## Exercise prompt
Copy each line of the records below that has "domains" in it.
--------------------
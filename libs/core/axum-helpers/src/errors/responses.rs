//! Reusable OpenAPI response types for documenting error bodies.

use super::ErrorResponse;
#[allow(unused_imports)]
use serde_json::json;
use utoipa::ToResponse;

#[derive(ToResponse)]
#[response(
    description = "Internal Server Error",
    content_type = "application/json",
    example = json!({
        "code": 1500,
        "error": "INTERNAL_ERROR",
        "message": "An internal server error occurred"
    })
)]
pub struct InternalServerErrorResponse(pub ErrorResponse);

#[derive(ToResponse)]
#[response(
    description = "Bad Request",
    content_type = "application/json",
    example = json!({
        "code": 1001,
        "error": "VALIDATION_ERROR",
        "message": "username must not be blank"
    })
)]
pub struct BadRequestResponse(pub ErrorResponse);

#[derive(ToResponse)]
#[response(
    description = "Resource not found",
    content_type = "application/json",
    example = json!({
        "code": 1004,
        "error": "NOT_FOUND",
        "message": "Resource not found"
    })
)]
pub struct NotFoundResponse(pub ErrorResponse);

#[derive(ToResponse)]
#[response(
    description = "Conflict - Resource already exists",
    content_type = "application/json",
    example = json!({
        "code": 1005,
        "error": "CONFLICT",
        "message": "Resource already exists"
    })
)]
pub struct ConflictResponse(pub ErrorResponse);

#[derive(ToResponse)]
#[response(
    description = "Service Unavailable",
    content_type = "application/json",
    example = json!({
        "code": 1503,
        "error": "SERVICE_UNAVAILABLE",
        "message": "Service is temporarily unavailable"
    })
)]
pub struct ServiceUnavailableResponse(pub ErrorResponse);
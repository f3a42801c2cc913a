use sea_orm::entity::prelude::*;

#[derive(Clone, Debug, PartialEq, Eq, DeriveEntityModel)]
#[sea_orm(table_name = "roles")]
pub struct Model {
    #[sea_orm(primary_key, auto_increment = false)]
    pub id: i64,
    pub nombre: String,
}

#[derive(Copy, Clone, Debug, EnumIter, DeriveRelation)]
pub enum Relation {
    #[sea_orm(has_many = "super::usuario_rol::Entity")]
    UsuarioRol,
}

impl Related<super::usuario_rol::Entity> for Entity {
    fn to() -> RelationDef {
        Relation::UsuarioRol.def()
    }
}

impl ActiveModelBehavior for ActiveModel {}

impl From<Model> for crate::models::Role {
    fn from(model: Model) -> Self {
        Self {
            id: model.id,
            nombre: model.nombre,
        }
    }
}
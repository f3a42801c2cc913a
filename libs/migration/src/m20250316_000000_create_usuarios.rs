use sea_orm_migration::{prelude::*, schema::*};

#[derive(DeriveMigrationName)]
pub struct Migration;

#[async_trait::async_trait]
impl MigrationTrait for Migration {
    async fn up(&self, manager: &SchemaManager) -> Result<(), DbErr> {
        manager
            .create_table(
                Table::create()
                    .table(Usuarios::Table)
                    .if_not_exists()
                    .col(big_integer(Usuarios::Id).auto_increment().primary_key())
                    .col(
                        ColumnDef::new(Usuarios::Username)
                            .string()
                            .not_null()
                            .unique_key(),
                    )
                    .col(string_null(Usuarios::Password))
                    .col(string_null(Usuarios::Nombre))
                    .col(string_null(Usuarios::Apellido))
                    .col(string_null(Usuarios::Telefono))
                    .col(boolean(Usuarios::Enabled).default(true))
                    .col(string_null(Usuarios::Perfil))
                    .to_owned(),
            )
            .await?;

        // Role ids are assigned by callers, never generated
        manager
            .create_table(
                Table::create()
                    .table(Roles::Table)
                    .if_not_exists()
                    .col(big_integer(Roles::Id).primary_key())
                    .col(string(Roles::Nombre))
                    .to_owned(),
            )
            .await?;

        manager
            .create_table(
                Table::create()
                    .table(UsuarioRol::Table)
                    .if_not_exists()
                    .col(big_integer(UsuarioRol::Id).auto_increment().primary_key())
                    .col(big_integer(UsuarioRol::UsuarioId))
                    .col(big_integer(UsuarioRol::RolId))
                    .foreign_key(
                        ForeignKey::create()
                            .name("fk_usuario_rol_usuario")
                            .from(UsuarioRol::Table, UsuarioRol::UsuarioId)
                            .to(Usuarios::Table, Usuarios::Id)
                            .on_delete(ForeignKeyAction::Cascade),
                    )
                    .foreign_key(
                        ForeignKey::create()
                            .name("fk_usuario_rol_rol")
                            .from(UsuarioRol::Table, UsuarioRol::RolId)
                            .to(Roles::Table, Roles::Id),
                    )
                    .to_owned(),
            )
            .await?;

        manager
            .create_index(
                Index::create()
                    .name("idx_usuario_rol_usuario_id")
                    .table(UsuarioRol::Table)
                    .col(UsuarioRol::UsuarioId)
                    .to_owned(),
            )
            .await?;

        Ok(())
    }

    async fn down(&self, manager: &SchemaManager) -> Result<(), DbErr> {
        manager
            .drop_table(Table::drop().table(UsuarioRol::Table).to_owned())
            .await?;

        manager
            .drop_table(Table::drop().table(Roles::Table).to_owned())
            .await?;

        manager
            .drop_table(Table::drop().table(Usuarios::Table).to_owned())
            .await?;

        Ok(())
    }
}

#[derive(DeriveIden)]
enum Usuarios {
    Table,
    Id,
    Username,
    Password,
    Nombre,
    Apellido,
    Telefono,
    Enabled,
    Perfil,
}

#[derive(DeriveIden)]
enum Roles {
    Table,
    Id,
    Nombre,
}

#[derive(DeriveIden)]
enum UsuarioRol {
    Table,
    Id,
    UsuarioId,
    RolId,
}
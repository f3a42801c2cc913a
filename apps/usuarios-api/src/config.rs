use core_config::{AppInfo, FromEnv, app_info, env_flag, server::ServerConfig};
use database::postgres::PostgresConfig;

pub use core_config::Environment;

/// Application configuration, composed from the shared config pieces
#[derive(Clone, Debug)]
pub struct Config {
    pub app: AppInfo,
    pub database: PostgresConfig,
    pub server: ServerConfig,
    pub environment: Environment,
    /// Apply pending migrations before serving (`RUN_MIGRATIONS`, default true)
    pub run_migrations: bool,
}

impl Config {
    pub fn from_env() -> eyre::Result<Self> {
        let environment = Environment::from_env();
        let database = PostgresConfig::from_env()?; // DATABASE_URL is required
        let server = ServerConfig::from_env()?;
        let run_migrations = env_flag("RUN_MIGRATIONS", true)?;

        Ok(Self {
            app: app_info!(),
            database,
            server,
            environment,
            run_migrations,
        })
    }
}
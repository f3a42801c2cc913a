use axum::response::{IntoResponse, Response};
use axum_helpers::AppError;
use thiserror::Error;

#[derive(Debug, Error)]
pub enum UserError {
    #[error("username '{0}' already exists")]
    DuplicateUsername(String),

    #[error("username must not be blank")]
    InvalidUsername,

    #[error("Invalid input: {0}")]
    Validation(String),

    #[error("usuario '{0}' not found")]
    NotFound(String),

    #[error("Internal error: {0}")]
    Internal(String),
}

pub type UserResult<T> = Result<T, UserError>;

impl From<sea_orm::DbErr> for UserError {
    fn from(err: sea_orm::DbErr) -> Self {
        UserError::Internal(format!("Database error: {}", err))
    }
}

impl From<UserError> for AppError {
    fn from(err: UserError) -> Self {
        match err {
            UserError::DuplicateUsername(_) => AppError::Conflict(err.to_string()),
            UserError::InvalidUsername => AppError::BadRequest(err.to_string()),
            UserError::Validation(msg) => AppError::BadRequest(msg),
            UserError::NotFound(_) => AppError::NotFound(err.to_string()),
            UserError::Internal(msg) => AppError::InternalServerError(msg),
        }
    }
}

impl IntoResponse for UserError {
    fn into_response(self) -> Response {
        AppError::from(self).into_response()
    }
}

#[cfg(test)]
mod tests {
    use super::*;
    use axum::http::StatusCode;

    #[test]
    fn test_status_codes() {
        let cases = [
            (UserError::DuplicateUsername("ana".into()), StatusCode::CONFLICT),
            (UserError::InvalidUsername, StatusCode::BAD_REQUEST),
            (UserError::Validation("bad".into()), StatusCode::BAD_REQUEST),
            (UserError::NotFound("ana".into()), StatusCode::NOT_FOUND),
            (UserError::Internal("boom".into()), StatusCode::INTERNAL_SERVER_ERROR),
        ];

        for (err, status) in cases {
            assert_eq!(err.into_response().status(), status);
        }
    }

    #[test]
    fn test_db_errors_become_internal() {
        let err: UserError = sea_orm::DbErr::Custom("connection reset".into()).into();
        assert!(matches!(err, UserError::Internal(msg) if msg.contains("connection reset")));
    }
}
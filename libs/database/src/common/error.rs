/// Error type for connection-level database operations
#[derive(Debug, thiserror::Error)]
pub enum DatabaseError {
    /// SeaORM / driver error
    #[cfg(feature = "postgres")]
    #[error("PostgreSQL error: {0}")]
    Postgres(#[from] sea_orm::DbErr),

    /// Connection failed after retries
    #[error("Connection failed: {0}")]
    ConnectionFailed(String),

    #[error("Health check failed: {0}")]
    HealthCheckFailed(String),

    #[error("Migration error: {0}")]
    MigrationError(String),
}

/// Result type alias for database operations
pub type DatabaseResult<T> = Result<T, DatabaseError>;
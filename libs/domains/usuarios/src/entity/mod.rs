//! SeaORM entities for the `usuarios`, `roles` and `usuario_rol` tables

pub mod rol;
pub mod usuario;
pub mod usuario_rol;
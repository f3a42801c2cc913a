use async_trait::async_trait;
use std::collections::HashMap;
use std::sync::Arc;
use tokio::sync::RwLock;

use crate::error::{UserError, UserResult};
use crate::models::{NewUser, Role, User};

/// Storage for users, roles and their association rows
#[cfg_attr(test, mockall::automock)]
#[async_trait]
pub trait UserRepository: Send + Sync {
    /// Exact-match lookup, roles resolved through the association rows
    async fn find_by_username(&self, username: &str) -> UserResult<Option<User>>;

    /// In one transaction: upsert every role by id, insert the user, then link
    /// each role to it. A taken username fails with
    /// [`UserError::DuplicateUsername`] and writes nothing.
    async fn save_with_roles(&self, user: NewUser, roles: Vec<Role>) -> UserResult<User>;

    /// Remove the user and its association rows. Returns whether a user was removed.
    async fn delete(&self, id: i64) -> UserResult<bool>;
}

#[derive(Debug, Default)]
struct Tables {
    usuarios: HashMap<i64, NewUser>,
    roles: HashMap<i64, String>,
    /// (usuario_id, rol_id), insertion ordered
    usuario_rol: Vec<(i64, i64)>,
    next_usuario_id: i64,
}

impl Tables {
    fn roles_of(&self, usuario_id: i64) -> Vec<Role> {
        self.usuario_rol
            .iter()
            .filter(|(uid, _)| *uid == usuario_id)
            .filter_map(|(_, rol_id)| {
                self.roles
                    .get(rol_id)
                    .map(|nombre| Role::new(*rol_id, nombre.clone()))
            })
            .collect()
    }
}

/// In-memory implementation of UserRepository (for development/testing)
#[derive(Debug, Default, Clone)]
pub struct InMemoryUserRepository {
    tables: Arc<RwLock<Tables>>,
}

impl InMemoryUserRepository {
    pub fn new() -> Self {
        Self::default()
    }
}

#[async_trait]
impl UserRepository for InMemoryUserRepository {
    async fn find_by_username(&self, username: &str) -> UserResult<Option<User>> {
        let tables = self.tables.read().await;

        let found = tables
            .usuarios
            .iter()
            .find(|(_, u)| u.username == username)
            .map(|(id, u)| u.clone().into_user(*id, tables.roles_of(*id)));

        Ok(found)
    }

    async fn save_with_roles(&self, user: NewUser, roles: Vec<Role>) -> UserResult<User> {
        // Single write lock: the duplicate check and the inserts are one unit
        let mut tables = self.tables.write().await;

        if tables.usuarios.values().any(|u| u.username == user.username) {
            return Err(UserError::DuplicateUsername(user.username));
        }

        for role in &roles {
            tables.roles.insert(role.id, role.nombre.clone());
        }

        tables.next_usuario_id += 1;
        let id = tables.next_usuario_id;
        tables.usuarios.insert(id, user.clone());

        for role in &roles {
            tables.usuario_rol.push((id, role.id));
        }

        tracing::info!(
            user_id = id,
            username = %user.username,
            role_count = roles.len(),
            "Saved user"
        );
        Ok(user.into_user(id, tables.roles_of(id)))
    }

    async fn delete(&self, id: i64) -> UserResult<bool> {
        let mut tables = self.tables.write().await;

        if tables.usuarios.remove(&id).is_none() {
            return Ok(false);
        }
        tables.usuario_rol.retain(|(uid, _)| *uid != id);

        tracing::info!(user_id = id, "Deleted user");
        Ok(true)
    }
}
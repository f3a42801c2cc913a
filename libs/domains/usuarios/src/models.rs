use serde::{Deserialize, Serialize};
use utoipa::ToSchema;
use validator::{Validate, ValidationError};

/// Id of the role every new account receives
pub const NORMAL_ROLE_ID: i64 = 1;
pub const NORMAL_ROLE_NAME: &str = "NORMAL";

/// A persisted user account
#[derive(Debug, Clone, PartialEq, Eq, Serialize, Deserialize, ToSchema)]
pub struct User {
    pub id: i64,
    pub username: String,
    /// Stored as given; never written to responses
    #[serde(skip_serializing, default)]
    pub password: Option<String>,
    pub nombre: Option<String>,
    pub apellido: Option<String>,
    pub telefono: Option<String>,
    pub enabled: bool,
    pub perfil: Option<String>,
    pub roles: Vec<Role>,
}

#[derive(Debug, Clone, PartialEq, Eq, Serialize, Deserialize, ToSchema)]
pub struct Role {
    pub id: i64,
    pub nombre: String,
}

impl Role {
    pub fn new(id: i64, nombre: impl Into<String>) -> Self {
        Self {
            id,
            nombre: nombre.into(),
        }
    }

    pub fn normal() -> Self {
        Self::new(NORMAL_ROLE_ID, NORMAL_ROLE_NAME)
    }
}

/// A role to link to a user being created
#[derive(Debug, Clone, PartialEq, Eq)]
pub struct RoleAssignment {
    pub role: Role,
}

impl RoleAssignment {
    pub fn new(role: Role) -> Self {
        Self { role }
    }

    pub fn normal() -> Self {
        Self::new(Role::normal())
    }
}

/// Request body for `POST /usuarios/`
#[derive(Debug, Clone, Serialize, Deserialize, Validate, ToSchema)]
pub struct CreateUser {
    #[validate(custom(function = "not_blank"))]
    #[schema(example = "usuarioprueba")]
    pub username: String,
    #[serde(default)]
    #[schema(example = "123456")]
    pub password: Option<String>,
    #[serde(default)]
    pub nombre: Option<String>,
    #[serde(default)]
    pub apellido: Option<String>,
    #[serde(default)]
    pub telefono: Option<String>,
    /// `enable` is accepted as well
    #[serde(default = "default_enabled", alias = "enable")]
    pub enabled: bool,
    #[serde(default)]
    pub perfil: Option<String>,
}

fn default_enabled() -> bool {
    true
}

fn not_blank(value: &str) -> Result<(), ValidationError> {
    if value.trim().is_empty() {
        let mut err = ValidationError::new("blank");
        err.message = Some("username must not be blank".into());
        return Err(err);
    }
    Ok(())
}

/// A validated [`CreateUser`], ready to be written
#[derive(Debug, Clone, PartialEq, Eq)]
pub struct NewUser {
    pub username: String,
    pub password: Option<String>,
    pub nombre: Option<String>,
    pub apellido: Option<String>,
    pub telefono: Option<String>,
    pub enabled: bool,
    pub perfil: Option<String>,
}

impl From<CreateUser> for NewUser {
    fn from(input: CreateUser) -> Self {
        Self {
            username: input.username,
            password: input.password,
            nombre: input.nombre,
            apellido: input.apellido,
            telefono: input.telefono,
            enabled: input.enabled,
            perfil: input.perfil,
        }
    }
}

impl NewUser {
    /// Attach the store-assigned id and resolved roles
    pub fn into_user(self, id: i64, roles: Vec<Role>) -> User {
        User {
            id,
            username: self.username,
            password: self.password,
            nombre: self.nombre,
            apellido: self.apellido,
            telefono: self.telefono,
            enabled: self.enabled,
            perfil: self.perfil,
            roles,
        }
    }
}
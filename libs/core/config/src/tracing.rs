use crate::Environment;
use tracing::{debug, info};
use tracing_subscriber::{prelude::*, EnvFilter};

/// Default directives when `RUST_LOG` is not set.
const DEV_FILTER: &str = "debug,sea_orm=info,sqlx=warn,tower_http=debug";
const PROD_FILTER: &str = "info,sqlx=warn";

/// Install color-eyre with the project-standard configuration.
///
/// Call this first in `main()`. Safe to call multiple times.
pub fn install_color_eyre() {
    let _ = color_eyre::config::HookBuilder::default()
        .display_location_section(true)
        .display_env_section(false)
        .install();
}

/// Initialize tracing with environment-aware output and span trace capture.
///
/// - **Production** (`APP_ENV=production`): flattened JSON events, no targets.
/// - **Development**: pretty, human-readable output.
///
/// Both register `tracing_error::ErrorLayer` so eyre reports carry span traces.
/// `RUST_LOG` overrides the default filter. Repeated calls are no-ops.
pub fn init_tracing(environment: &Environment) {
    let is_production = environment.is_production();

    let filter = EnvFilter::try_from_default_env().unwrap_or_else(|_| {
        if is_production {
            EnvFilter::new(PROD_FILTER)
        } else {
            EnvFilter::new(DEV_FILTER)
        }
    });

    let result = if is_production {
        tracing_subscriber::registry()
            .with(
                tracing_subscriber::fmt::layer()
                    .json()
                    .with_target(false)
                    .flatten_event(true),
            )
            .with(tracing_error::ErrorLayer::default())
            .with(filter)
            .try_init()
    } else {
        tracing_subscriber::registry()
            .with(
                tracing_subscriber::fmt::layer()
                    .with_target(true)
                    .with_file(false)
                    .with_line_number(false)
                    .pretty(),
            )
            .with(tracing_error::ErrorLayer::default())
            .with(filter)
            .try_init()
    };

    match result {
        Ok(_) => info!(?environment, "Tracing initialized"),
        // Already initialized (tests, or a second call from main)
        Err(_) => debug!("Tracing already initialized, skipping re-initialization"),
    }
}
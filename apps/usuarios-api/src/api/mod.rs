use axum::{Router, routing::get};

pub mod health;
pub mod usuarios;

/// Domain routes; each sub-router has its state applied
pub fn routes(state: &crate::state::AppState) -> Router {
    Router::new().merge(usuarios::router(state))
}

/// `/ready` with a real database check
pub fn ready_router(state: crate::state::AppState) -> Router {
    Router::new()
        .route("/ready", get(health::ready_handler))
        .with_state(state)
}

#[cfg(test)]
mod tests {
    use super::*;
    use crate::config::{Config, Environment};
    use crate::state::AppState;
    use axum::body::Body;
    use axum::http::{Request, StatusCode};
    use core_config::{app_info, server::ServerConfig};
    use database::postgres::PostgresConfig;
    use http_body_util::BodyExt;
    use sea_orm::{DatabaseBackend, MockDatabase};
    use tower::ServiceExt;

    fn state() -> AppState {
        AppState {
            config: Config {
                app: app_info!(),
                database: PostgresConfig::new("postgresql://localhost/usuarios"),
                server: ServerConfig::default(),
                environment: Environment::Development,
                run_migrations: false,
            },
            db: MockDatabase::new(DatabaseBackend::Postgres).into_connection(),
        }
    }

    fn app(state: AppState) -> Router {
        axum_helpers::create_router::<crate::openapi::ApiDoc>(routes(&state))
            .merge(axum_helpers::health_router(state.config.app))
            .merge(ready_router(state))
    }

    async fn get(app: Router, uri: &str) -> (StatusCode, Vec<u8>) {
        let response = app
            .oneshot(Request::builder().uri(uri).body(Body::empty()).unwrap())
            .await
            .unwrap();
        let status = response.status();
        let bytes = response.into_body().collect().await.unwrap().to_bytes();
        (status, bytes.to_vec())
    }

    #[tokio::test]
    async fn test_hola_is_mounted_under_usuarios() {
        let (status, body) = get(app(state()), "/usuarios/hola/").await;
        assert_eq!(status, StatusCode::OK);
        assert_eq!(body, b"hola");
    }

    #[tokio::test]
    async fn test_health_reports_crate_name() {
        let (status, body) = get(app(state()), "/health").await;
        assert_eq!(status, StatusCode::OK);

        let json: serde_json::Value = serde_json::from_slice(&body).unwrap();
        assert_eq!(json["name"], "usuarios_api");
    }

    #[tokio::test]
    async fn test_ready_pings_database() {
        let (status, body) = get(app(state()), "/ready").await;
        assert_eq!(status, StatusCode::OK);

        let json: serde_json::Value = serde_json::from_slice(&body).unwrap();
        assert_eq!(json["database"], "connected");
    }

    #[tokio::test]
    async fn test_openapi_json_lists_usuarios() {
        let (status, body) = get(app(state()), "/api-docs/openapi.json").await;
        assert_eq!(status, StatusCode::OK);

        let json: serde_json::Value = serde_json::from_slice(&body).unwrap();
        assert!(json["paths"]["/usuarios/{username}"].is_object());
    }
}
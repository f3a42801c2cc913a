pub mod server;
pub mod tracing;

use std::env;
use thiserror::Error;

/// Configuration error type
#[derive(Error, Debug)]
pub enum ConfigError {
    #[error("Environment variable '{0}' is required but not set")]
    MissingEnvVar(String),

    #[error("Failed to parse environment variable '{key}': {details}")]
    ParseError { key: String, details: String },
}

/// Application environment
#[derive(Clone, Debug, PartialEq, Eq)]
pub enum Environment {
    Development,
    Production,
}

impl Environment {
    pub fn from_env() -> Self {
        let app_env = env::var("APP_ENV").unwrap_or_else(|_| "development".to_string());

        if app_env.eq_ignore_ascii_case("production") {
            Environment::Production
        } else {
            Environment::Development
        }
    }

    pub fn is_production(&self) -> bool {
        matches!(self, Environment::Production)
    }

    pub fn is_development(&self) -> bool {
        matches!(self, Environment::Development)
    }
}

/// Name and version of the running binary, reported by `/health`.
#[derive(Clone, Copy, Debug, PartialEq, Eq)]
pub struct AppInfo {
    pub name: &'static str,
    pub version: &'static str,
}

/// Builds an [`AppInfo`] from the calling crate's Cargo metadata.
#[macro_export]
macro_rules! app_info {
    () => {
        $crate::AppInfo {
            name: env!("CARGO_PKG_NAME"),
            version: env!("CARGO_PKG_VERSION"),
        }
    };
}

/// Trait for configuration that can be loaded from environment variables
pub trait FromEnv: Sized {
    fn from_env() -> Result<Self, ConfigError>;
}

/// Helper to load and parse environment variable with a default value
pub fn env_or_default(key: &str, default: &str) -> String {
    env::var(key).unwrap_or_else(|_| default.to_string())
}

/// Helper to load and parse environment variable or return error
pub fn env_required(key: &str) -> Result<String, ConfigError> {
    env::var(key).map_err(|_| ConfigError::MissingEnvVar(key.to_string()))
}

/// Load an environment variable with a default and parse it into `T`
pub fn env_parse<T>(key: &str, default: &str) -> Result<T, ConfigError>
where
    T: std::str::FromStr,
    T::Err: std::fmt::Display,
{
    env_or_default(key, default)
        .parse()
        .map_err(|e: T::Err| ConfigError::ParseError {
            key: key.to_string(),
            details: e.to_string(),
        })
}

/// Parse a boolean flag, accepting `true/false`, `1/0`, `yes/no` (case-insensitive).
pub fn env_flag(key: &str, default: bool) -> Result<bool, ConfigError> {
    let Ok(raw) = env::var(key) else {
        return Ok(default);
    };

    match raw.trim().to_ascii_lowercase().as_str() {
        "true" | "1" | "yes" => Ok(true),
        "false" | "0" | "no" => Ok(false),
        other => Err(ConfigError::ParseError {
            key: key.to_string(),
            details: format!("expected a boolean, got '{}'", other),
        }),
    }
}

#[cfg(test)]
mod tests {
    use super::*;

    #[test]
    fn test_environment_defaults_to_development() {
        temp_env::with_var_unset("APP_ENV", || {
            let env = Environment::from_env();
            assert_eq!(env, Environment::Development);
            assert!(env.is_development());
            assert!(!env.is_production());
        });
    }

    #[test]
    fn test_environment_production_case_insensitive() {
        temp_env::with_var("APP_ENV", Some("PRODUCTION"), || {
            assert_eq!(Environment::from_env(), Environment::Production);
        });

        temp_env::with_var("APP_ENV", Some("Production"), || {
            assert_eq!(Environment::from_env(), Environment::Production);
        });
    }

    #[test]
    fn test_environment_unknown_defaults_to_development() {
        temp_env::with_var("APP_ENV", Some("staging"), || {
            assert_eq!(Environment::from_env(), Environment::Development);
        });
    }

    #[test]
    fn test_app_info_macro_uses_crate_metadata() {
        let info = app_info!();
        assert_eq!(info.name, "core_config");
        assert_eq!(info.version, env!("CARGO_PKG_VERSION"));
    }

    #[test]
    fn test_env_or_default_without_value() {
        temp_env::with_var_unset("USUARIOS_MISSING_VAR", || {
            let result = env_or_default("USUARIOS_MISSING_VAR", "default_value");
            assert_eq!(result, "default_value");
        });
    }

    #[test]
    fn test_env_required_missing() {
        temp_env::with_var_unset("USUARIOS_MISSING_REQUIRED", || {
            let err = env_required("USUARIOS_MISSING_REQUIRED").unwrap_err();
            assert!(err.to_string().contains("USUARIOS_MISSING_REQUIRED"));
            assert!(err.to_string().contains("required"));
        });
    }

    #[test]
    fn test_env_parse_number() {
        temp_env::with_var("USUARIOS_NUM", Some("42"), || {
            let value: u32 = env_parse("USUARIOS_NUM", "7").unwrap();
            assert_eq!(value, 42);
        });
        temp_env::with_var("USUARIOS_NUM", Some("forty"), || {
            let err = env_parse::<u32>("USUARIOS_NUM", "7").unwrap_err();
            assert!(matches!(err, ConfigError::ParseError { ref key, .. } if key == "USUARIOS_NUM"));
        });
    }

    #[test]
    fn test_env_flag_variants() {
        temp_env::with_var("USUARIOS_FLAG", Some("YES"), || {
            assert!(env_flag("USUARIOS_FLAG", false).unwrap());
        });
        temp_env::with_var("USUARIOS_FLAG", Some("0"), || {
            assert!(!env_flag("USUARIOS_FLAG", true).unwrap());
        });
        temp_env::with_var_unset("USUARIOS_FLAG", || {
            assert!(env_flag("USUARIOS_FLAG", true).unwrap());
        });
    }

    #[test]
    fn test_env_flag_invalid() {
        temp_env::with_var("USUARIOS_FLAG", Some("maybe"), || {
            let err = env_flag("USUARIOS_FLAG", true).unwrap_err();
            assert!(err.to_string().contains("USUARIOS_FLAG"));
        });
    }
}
--------------------
## Task solution
filename libs/domains/usuarios/src/entity/mod.rs
filename libs/domains/usuarios/src/models.rs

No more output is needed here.